[Stored data entries]
◇ ◇ ◇

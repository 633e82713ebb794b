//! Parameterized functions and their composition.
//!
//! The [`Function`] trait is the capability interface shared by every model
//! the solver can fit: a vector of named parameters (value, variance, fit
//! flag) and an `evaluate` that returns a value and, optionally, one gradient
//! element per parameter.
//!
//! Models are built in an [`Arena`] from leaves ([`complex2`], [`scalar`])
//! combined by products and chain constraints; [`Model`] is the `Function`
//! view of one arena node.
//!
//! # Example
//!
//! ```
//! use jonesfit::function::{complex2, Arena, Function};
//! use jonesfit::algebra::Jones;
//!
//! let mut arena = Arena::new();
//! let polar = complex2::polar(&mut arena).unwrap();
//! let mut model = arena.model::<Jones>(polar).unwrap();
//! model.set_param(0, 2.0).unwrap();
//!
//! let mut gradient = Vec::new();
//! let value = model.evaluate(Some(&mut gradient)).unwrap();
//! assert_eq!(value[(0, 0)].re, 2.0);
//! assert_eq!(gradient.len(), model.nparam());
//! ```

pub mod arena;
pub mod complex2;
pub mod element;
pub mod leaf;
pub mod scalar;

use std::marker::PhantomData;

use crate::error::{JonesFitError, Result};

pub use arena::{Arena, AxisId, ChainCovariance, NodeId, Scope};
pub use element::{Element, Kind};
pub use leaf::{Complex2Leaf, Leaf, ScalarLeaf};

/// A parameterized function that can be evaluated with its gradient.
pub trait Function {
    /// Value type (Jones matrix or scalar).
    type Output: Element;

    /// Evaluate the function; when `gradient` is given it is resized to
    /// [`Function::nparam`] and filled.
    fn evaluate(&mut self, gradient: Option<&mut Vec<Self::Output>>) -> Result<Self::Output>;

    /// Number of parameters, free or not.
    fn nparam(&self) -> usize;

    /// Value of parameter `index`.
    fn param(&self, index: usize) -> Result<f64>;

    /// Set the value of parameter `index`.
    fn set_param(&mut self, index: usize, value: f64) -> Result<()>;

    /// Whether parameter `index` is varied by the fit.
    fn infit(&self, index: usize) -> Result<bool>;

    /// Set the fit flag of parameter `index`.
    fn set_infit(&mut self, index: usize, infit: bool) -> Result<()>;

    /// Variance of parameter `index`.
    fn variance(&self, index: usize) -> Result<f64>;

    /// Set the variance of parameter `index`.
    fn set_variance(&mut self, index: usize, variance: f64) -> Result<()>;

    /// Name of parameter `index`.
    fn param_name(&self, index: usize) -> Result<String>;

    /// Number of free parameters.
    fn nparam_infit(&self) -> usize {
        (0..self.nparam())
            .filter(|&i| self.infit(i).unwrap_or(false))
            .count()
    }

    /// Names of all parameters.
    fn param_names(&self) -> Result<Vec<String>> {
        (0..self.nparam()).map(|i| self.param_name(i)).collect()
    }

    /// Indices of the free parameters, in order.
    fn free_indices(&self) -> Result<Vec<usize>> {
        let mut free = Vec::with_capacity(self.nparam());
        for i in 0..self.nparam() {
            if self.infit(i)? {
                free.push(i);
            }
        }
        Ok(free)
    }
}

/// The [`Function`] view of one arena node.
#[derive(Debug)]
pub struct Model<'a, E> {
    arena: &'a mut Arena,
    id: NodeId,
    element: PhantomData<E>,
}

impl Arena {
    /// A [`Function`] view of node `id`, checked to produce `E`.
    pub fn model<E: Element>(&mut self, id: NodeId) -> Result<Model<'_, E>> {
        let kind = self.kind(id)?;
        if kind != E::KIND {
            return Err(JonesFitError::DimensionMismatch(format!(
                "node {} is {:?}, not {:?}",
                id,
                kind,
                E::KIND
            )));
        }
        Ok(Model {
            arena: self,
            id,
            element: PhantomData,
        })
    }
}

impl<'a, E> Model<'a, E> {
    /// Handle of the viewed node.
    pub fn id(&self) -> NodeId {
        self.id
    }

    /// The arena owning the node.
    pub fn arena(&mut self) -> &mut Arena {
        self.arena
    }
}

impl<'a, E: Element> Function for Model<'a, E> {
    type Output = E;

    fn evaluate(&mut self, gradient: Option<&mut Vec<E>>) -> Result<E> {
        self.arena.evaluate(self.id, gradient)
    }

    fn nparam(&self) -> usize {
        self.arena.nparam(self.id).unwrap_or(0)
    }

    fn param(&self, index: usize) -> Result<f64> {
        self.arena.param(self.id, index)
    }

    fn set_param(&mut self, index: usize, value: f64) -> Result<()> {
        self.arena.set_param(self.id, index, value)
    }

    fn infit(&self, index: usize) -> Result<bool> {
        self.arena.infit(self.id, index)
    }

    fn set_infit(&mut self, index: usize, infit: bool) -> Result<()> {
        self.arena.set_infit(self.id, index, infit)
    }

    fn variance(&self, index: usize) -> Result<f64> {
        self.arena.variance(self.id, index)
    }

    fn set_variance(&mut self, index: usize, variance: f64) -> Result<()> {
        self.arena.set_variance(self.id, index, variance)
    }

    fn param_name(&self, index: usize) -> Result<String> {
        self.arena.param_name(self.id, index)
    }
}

◇ ◇ ◇

## Problem to work on
Reproduce each line above that contains "Output".

## Written solution
    type Output: Element;
    fn evaluate(&mut self, gradient: Option<&mut Vec<Self::Output>>) -> Result<Self::Output>;
    type Output = E;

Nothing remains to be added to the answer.